ACTIVITY |
Using the data beneath this instruction, retype only the lines from the one that contains "pub use error::ConfigError;" down to the one that contains "Preferences JSON file", both included, exactly as they appear.

Records from a data collection |
--
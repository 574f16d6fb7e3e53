//! Publishes the best chunk of the current full result

use std::sync::Arc;

use crate::core::calculator::FullResult;
use crate::core::event::{Disposable, Observable, Subscription};
use crate::core::lock::{LockableField, ModificationLock};
use crate::types::ChunkPrediction;

/// Follows a full-result field and republishes its top-ranked chunk
#[derive(Debug)]
pub struct TopPredictionProvider {
    top_prediction: Arc<LockableField<ChunkPrediction>>,
    subscription: Subscription,
}

impl TopPredictionProvider {
    pub fn new(calculator_result: &LockableField<FullResult>, lock: &ModificationLock) -> Self {
        let top_prediction = Arc::new(LockableField::new(lock));
        top_prediction.set(Self::rank(&calculator_result.get()));

        let sink = Arc::clone(&top_prediction);
        let subscription = calculator_result.subscribe(move |result| {
            sink.set(Self::rank(result));
        });
        Self {
            top_prediction,
            subscription,
        }
    }

    fn rank(result: &Option<FullResult>) -> Option<ChunkPrediction> {
        result.as_ref().and_then(|result| result.best_prediction())
    }

    pub fn top_prediction(&self) -> &dyn Observable<ChunkPrediction> {
        self.top_prediction.as_ref()
    }
}

impl Disposable for TopPredictionProvider {
    fn dispose(&self) {
        self.subscription.dispose();
    }
}

#[cfg(test)]
mod tests {
    use super::*;
    use crate::core::ray_calculator::RayResult;

    #[test]
    fn test_follows_full_result() {
        let lock = ModificationLock::new();
        let full = LockableField::<FullResult>::new(&lock);
        let provider = TopPredictionProvider::new(&full, &lock);
        assert_eq!(provider.top_prediction().get(), None);

        full.set(Some(Arc::new(RayResult::new(vec![
            ChunkPrediction::new(1, 1, 0.1),
            ChunkPrediction::new(2, 2, 0.7),
        ]))));
        assert_eq!(
            provider.top_prediction().get(),
            Some(ChunkPrediction::new(2, 2, 0.7))
        );

        full.set(None);
        assert_eq!(provider.top_prediction().get(), None);
    }

    #[test]
    fn test_dispose_stops_following() {
        let lock = ModificationLock::new();
        let full = LockableField::<FullResult>::new(&lock);
        let provider = TopPredictionProvider::new(&full, &lock);
        provider.dispose();
        provider.dispose();
        assert_eq!(full.subscriber_count(), 0);

        full.set(Some(Arc::new(RayResult::new(vec![ChunkPrediction::new(1, 1, 1.0)]))));
        assert_eq!(provider.top_prediction().get(), None);
    }
}
//! Estimator contract
//!
//! The manager only knows these traits. An estimator may return `None` for
//! any mode; that outcome is published as-is.

use std::fmt;
use std::sync::Arc;

use crate::core::divine_context::DivineContext;
use crate::core::event::{Disposable, Observable};
use crate::core::throw::Throw;
use crate::core::throw_set::ThrowSet;
use crate::types::{BlindPosition, BlindResult, ChunkPrediction, DivineResult};

/// Result of a full triangulation. May hold subscriptions of its own, which
/// `dispose` must release.
pub trait CalculatorResult: Disposable + Send + Sync + fmt::Debug {
    /// Candidate chunks, in no particular order
    fn predictions(&self) -> Vec<ChunkPrediction>;

    /// Most likely chunk, if any
    fn best_prediction(&self) -> Option<ChunkPrediction> {
        top_ranked(&self.predictions())
    }
}

/// Shared handle to a full result
pub type FullResult = Arc<dyn CalculatorResult>;

/// Geometric estimator
pub trait Calculator: Send + Sync {
    /// Full estimate from the throws, the player position and the clues
    fn triangulate(
        &self,
        throws: &ThrowSet,
        player_position: &dyn Observable<Arc<Throw>>,
        divine_context: &DivineContext,
    ) -> Option<FullResult>;

    /// Position-only estimate
    fn blind(
        &self,
        position: BlindPosition,
        divine_context: &DivineContext,
    ) -> Option<Arc<BlindResult>>;

    /// Clue-only estimate
    fn divine(&self, divine_context: &DivineContext) -> Option<Arc<DivineResult>>;
}

/// Highest-certainty prediction; the first one wins ties
pub fn top_ranked(predictions: &[ChunkPrediction]) -> Option<ChunkPrediction> {
    predictions.iter().copied().fold(None, |best, candidate| match best {
        Some(best) if best.certainty >= candidate.certainty => Some(best),
        _ => Some(candidate),
    })
}
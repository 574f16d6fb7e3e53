//! Logging setup for the CLI
//!
//! Logs go to stderr so stdout stays clean for results (and `--json`).
//! `RUST_LOG` overrides the default level.

use tracing_subscriber::EnvFilter;

/// Install the global subscriber. `verbose` lowers the default level to debug.
pub fn init_logging(verbose: bool) {
    let default_level = if verbose { "debug" } else { "warn" };
    let env_filter =
        EnvFilter::try_from_default_env().unwrap_or_else(|_| EnvFilter::new(default_level));

    // a second init (e.g. from tests) keeps the first subscriber
    let _ = tracing_subscriber::fmt()
        .with_env_filter(env_filter)
        .with_writer(std::io::stderr)
        .with_target(false)
        .try_init();
}
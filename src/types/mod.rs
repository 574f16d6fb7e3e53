//! Core types for eyecalc

mod dimension;
mod error;
mod fossil;
mod output;
mod prediction;
mod preferences;

pub use dimension::Dimension;
pub use error::ConfigError;
pub use fossil::Fossil;
pub use output::{ResultSnapshot, ThrowSummary};
pub use prediction::{yaw_between, BlindPosition, BlindResult, ChunkPrediction, DivineResult};
pub use preferences::Preferences;
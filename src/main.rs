//! eyecalc CLI
//!
//! Usage:
//!   eyecalc --text "/execute in minecraft:overworld run tp @s ..."   # Single line
//!   eyecalc --interactive                                           # Read lines from stdin
//!   eyecalc --config prefs.json --json                              # JSON output

use clap::Parser;
use colored::Colorize;
use std::io::{self, BufRead, Write};
use std::process::ExitCode;
use std::sync::Arc;
use tracing::error;

use eyecalc::core::{LineOutcome, RayCalculator, Session};
use eyecalc::logging::init_logging;
use eyecalc::types::{Preferences, ResultSnapshot};
use eyecalc::VERSION;

#[derive(Parser, Debug)]
#[command(
    name = "eyecalc",
    version = VERSION,
    about = "Calibrate eye of ender throws and track stronghold estimates",
    long_about = "eyecalc reads F3+C lines (eye throws, player position) and F3+I\n\
                  lines (fossils), calibrates each bearing and keeps the full,\n\
                  blind and divine estimates up to date.\n\n\
                  Interactive commands:\n  \
                  +  / -   nudge the last throw's bearing\n  \
                  alt      toggle the last throw's std profile\n  \
                  undo     remove the last throw\n  \
                  reset    forget throws, position and fossil\n  \
                  quit     exit"
)]
struct Args {
    /// Single input line to evaluate
    #[arg(short, long)]
    text: Option<String>,

    /// Read lines from stdin
    #[arg(short, long)]
    interactive: bool,

    /// Preferences JSON file
    #[arg(short, long)]
    config: Option<String>,

    /// Crosshair correction in degrees (overrides the config file)
    #[arg(long, allow_hyphen_values = true)]
    crosshair: Option<f64>,

    /// Tall resolution height in pixels; enables pixel-sized corrections
    #[arg(long)]
    tall_res: Option<u32>,

    /// Output as JSON
    #[arg(long)]
    json: bool,

    /// Disable colors in output
    #[arg(long)]
    no_color: bool,

    /// Debug logging on stderr
    #[arg(long)]
    verbose: bool,
}

fn main() -> ExitCode {
    let args = Args::parse();
    init_logging(args.verbose);
    if args.no_color {
        colored::control::set_override(false);
    }

    let preferences = match load_preferences(&args) {
        Ok(preferences) => preferences,
        Err(e) => {
            error!("{}", e);
            eprintln!("{}", e);
            return ExitCode::FAILURE;
        }
    };

    let session = Session::new(preferences, Arc::new(RayCalculator::new()));
    if let Some(ref text) = args.text {
        run_single(&session, text, &args);
    } else {
        run_interactive(&session, &args);
    }
    ExitCode::SUCCESS
}

/// Config file (if any), then command line overrides
fn load_preferences(args: &Args) -> Result<Preferences, eyecalc::types::ConfigError> {
    let mut preferences = match &args.config {
        Some(path) => Preferences::load(path)?,
        None => Preferences::default(),
    };
    if let Some(crosshair) = args.crosshair {
        preferences.crosshair_correction = crosshair;
    }
    if let Some(height) = args.tall_res {
        preferences.use_tall_res = true;
        preferences.resolution_height = height;
    }
    preferences.validate()?;
    Ok(preferences)
}

/// Evaluate one line and print the results
fn run_single(session: &Session, text: &str, args: &Args) {
    let outcome = session.handle_line(text.trim());
    print_snapshot(&session.snapshot(), outcome, args);
}

/// Read lines until EOF or `quit`
fn run_interactive(session: &Session, args: &Args) {
    if !args.json {
        print_header(args.no_color);
    }

    let stdin = io::stdin();
    let mut stdout = io::stdout();

    loop {
        if !args.json {
            print!("{}", format_prompt(session, args.no_color));
            if stdout.flush().is_err() {
                break;
            }
        }

        let mut line = String::new();
        match stdin.lock().read_line(&mut line) {
            Ok(0) => break,
            Ok(_) => {}
            Err(_) => break,
        }

        let line = line.trim();
        if line.eq_ignore_ascii_case("quit") || line.eq_ignore_ascii_case("exit") {
            if !args.json {
                println!("\nSession ended. Throws: {}", session.throw_set().len());
            }
            break;
        }
        if line.is_empty() {
            continue;
        }

        let outcome = session.handle_line(line);
        if outcome == LineOutcome::Ignored {
            continue;
        }
        print_snapshot(&session.snapshot(), outcome, args);
    }
}

fn print_snapshot(snapshot: &ResultSnapshot, outcome: LineOutcome, args: &Args) {
    if args.json {
        match serde_json::to_string(snapshot) {
            Ok(json) => println!("{}", json),
            Err(e) => error!("cannot serialize results: {}", e),
        }
        return;
    }
    if let Some(message) = outcome_message(outcome) {
        println!("{}", message.dimmed());
    }
    if args.no_color {
        println!("{}", snapshot.to_parseable_string());
    } else {
        println!("{}", snapshot.to_terminal_string());
    }
}

fn outcome_message(outcome: LineOutcome) -> Option<String> {
    match outcome {
        LineOutcome::ThrowAdded => Some("throw added".to_string()),
        LineOutcome::PositionUpdated => Some("player position updated".to_string()),
        LineOutcome::FossilSet => Some("fossil set".to_string()),
        LineOutcome::Corrected(total) => Some(format!("correction {:+.3}°", total)),
        LineOutcome::ProfileChanged(profile) => Some(format!("std profile {}", profile)),
        LineOutcome::Undone => Some("last throw removed".to_string()),
        LineOutcome::Reset => Some("session reset".to_string()),
        LineOutcome::Ignored => None,
    }
}

fn print_header(no_color: bool) {
    let title = format!("eyecalc v{}", VERSION);
    if no_color {
        println!("========================================");
        println!("  {}", title);
        println!("========================================");
    } else {
        println!("{}", title.bold());
    }
    println!("Paste F3+C / F3+I lines. Type 'quit' to exit.");
    println!();
}

fn format_prompt(session: &Session, no_color: bool) -> String {
    let prompt = format!("[{} throws] > ", session.throw_set().len());
    if no_color {
        prompt
    } else {
        prompt.cyan().to_string()
    }
}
--
TASK OUTPUT |
pub use error::ConfigError;
pub use fossil::Fossil;
pub use output::{ResultSnapshot, ThrowSummary};
pub use prediction::{yaw_between, BlindPosition, BlindResult, ChunkPrediction, DivineResult};
pub use preferences::Preferences;
filename src/main.rs
//! eyecalc CLI
//!
//! Usage:
//!   eyecalc --text "/execute in minecraft:overworld run tp @s ..."   # Single line
//!   eyecalc --interactive                                           # Read lines from stdin
//!   eyecalc --config prefs.json --json                              # JSON output

use clap::Parser;
use colored::Colorize;
use std::io::{self, BufRead, Write};
use std::process::ExitCode;
use std::sync::Arc;
use tracing::error;

use eyecalc::core::{LineOutcome, RayCalculator, Session};
use eyecalc::logging::init_logging;
use eyecalc::types::{Preferences, ResultSnapshot};
use eyecalc::VERSION;

#[derive(Parser, Debug)]
#[command(
    name = "eyecalc",
    version = VERSION,
    about = "Calibrate eye of ender throws and track stronghold estimates",
    long_about = "eyecalc reads F3+C lines (eye throws, player position) and F3+I\n\
                  lines (fossils), calibrates each bearing and keeps the full,\n\
                  blind and divine estimates up to date.\n\n\
                  Interactive commands:\n  \
                  +  / -   nudge the last throw's bearing\n  \
                  alt      toggle the last throw's std profile\n  \
                  undo     remove the last throw\n  \
                  reset    forget throws, position and fossil\n  \
                  quit     exit"
)]
struct Args {
    /// Single input line to evaluate
    #[arg(short, long)]
    text: Option<String>,

    /// Read lines from stdin
    #[arg(short, long)]
    interactive: bool,

    /// Preferences JSON file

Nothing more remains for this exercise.